# INFORMATION PROVIDED
··········
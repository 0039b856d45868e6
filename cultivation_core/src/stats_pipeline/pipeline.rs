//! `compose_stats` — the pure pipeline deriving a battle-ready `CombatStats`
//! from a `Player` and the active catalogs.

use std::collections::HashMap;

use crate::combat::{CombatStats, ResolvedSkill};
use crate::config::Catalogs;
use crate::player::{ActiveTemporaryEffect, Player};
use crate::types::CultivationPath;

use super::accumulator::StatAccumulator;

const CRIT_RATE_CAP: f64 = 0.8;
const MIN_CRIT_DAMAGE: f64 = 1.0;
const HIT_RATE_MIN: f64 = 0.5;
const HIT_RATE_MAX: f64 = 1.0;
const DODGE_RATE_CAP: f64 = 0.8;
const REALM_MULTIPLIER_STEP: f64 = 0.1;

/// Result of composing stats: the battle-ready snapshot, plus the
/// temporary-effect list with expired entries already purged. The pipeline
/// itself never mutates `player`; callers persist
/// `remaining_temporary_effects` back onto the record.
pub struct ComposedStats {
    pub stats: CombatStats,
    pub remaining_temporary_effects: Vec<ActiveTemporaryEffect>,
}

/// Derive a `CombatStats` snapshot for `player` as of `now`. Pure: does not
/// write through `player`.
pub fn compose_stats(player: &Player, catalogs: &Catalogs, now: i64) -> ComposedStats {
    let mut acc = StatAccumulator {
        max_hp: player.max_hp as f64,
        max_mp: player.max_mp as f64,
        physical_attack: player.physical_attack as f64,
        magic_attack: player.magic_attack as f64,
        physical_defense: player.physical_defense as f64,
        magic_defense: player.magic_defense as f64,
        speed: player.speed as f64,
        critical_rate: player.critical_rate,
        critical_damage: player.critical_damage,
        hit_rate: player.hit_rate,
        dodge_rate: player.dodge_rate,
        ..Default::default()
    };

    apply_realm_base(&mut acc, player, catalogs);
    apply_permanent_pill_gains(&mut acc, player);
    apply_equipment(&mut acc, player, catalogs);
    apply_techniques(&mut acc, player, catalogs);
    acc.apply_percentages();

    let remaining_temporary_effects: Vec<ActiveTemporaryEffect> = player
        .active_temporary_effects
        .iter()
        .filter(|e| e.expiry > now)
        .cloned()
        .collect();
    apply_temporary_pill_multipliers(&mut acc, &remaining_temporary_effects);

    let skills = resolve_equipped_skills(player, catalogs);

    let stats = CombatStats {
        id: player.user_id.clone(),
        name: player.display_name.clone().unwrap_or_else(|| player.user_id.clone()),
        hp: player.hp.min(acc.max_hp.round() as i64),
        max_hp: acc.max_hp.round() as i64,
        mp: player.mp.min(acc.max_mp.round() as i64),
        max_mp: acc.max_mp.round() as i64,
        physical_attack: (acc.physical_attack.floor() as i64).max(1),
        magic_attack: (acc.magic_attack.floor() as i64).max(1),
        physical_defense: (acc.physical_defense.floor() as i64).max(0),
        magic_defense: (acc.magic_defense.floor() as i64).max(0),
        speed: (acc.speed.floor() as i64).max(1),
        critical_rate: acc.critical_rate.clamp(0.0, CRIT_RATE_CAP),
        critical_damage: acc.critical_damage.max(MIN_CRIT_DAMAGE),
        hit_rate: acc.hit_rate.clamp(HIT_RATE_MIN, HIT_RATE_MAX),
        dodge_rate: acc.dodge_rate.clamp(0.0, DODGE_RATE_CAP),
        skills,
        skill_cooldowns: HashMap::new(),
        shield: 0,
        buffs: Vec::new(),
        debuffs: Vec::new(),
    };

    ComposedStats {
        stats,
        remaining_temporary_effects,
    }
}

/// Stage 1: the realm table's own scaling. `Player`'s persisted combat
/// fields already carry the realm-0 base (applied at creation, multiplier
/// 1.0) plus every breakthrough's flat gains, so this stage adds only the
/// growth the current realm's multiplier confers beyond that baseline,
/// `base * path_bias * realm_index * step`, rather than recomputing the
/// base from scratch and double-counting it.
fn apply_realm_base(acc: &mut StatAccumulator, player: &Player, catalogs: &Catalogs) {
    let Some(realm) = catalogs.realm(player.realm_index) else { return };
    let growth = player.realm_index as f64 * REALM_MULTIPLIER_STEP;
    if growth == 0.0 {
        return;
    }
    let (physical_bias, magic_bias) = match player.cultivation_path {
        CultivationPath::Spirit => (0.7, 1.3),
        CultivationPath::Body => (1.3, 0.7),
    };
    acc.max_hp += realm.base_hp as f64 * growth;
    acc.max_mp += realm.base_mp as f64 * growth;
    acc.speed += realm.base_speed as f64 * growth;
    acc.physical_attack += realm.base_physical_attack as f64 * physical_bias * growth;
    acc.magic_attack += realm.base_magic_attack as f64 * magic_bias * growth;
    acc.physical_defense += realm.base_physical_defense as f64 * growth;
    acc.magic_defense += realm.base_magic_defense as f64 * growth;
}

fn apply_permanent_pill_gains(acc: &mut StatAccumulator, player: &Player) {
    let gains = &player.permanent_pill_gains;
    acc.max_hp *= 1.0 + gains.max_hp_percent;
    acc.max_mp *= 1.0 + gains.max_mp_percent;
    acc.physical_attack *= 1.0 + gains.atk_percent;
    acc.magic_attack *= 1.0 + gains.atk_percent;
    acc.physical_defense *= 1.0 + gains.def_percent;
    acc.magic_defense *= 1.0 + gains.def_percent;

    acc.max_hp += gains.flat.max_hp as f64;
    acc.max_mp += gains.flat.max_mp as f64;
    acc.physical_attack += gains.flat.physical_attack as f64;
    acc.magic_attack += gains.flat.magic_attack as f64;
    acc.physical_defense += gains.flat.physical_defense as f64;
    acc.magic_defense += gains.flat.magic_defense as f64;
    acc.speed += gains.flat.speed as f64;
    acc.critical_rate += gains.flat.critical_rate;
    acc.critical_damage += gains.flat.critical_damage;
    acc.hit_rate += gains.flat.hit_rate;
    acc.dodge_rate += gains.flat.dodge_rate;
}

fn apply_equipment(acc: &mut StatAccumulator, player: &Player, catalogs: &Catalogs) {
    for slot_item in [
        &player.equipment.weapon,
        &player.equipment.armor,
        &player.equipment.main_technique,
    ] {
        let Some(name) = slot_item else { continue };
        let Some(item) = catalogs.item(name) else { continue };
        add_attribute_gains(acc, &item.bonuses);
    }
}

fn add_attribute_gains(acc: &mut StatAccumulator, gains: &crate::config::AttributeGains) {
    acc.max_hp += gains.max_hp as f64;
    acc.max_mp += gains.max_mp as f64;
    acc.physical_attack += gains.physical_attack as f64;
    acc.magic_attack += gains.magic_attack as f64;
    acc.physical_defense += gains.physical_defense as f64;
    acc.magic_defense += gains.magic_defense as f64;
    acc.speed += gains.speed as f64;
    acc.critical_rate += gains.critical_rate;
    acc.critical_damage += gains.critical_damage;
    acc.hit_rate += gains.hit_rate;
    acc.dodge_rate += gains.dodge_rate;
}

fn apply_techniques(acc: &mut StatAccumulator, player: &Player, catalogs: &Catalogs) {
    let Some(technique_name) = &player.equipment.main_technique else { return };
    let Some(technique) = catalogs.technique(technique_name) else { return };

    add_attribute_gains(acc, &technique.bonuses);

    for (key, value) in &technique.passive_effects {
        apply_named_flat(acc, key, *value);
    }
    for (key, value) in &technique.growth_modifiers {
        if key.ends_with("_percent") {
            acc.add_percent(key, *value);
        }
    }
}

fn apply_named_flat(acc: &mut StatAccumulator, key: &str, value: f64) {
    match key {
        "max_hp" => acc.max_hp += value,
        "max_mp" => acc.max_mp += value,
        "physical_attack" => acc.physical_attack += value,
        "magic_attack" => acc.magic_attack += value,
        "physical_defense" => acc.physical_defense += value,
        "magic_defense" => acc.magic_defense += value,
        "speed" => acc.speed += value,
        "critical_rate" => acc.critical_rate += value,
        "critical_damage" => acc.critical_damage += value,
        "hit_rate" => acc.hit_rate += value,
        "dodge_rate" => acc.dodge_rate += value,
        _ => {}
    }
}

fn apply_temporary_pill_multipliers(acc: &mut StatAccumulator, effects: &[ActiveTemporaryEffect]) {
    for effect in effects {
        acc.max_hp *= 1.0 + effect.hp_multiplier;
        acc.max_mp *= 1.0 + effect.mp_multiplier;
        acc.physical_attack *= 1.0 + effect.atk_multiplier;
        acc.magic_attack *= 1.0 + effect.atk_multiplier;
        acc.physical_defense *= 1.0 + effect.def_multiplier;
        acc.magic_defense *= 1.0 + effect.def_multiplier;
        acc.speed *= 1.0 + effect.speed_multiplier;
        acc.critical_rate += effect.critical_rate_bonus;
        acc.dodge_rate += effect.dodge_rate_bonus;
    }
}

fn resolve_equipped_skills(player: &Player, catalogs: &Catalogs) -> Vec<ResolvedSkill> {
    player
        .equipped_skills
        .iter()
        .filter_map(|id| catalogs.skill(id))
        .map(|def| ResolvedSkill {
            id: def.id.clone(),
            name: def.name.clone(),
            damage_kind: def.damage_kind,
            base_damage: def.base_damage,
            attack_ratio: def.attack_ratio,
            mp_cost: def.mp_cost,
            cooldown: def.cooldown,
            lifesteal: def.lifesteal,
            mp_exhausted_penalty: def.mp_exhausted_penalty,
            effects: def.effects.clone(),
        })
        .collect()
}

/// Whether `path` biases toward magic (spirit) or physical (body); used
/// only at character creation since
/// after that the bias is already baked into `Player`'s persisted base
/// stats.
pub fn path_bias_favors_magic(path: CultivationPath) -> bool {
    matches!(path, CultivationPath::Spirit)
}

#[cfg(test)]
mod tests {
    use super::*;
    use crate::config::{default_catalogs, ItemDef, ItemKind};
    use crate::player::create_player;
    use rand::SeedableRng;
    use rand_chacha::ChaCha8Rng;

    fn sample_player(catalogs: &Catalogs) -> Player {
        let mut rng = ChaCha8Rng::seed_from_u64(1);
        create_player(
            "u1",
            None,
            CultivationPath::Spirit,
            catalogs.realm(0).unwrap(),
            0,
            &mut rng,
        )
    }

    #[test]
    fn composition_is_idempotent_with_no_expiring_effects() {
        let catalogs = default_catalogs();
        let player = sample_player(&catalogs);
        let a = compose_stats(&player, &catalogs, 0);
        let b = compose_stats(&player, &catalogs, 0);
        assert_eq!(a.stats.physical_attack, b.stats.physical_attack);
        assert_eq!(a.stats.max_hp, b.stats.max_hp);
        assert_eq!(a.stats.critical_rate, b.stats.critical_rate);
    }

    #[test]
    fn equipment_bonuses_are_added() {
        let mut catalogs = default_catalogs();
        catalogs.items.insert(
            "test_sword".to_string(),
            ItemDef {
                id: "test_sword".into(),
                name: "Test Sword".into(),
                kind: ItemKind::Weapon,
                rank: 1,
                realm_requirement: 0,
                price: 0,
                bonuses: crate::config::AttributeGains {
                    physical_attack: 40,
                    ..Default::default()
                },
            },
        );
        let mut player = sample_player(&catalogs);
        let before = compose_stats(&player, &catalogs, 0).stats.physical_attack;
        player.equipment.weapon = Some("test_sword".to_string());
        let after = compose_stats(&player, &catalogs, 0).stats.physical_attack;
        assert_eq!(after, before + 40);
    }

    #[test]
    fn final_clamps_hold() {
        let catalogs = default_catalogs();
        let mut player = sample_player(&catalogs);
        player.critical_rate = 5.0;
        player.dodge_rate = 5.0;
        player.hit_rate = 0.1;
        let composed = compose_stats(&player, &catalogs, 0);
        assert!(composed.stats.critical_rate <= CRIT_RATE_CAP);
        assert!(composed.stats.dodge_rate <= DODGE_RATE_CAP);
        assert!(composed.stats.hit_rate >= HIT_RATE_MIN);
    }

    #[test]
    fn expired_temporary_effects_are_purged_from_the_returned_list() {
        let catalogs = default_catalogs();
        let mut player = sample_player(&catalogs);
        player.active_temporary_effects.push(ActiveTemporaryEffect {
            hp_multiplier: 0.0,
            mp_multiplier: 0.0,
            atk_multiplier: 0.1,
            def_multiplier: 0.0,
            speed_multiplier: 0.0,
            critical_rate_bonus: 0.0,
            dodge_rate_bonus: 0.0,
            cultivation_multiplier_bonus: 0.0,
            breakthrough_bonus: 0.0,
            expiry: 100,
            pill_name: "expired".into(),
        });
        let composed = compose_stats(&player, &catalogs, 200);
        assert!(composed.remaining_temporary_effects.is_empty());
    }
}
··········
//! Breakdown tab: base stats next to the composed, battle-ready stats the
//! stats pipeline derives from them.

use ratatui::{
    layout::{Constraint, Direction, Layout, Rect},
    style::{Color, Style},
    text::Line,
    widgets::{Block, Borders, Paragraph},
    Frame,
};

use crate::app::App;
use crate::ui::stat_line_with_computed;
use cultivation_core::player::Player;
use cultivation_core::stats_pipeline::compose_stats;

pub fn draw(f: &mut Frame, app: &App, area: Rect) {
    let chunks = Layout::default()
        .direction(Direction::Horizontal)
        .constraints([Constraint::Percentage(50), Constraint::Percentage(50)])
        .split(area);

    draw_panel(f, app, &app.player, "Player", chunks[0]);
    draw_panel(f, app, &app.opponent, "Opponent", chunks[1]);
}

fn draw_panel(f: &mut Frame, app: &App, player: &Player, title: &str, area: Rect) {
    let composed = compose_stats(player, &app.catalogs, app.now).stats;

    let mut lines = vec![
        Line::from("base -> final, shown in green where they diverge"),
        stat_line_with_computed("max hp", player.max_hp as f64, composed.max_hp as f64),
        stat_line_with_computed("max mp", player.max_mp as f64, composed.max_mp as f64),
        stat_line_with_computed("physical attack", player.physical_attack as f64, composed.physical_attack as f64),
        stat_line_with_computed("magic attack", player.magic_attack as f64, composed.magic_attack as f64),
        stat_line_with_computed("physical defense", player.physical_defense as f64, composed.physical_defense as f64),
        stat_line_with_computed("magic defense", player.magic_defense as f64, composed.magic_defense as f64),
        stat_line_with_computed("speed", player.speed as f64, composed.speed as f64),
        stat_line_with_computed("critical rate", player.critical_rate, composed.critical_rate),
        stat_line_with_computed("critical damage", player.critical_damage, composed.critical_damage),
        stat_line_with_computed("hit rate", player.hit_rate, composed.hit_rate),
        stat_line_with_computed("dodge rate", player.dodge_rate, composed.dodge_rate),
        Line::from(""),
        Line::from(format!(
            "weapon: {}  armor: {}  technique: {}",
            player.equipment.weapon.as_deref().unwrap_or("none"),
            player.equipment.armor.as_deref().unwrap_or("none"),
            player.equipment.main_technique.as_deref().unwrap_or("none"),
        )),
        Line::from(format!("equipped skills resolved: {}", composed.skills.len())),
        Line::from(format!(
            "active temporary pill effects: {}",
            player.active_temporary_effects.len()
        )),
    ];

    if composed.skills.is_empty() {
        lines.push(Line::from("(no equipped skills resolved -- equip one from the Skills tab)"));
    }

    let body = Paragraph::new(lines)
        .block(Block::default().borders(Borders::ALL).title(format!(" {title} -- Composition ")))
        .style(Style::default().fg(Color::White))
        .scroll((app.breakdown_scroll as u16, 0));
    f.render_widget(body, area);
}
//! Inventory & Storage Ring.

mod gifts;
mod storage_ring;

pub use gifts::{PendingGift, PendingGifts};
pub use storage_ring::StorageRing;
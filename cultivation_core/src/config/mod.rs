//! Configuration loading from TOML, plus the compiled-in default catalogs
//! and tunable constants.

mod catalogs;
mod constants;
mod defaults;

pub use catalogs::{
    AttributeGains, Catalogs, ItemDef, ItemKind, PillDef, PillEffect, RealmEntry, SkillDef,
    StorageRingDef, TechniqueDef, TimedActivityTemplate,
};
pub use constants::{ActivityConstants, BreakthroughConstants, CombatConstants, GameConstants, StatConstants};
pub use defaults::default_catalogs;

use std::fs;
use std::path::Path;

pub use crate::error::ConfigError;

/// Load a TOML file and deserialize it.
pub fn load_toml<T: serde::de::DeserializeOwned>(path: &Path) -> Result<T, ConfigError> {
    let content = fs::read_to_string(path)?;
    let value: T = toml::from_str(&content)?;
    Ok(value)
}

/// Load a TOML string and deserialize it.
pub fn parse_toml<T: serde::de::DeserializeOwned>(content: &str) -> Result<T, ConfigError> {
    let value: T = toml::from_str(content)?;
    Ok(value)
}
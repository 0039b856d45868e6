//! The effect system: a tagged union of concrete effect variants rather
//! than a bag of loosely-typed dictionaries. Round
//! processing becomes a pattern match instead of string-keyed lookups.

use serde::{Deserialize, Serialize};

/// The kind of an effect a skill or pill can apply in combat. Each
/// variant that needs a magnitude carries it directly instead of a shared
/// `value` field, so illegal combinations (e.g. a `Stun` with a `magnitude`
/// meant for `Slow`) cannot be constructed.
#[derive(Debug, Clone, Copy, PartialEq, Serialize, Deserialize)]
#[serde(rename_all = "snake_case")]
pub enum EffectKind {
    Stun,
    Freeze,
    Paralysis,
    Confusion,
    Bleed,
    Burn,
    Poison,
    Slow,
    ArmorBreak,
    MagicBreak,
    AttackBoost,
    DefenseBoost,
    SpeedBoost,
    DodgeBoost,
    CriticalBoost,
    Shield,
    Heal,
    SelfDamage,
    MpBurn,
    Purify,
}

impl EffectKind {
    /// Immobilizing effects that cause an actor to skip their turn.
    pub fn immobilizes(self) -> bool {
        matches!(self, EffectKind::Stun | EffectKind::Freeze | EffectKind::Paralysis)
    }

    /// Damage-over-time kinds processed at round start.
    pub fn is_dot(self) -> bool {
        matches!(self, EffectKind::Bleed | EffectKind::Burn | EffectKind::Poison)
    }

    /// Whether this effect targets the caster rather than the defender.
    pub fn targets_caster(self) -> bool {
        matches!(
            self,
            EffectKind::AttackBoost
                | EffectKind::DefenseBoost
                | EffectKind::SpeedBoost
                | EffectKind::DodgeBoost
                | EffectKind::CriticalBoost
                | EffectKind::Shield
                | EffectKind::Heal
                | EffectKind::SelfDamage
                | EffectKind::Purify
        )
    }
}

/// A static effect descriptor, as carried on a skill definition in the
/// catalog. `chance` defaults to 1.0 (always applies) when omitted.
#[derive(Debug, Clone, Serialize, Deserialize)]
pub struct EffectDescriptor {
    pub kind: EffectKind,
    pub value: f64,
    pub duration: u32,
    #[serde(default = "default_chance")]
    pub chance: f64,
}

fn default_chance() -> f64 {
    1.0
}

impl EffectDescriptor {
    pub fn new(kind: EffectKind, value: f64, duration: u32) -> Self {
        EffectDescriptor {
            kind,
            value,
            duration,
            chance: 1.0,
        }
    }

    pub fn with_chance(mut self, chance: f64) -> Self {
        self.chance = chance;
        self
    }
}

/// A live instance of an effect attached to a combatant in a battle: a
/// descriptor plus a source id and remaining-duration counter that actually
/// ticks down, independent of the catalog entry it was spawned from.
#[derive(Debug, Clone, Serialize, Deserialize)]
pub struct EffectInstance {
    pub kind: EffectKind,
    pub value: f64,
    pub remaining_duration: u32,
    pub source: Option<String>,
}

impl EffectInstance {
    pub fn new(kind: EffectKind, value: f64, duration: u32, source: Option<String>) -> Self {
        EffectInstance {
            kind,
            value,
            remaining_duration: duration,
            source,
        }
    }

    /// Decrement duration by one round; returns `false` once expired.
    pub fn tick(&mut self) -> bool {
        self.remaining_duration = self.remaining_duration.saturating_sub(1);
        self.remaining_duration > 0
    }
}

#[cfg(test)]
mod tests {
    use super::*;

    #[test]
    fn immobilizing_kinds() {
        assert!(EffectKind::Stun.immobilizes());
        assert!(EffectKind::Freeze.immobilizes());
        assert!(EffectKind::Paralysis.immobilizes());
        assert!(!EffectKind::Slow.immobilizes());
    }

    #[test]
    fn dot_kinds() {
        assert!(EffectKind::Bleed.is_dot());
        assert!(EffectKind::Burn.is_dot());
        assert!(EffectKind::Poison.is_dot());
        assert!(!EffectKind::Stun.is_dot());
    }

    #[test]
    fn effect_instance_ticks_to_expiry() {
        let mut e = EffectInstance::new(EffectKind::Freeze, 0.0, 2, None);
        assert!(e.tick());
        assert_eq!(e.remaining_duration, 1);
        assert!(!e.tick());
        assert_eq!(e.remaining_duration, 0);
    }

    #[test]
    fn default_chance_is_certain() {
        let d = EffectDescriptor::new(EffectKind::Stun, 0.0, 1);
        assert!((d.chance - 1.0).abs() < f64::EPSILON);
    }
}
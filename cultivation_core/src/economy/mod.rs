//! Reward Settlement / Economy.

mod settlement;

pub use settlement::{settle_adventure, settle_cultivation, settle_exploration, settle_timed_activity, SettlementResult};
··········
# WHAT YOU HAVE TO DO
Could you restate word for word the lines above from the one containing "let Some(item) = catalogs.item(name)" through the one containing "acc.critical_rate += gains.critical_rate;", both included, and nothing else?

# WRITTEN REPLY
        let Some(item) = catalogs.item(name) else { continue };
        add_attribute_gains(acc, &item.bonuses);
    }
}

fn add_attribute_gains(acc: &mut StatAccumulator, gains: &crate::config::AttributeGains) {
    acc.max_hp += gains.max_hp as f64;
    acc.max_mp += gains.max_mp as f64;
    acc.physical_attack += gains.physical_attack as f64;
    acc.magic_attack += gains.magic_attack as f64;
    acc.physical_defense += gains.physical_defense as f64;
    acc.magic_defense += gains.magic_defense as f64;
    acc.speed += gains.speed as f64;
    acc.critical_rate += gains.critical_rate;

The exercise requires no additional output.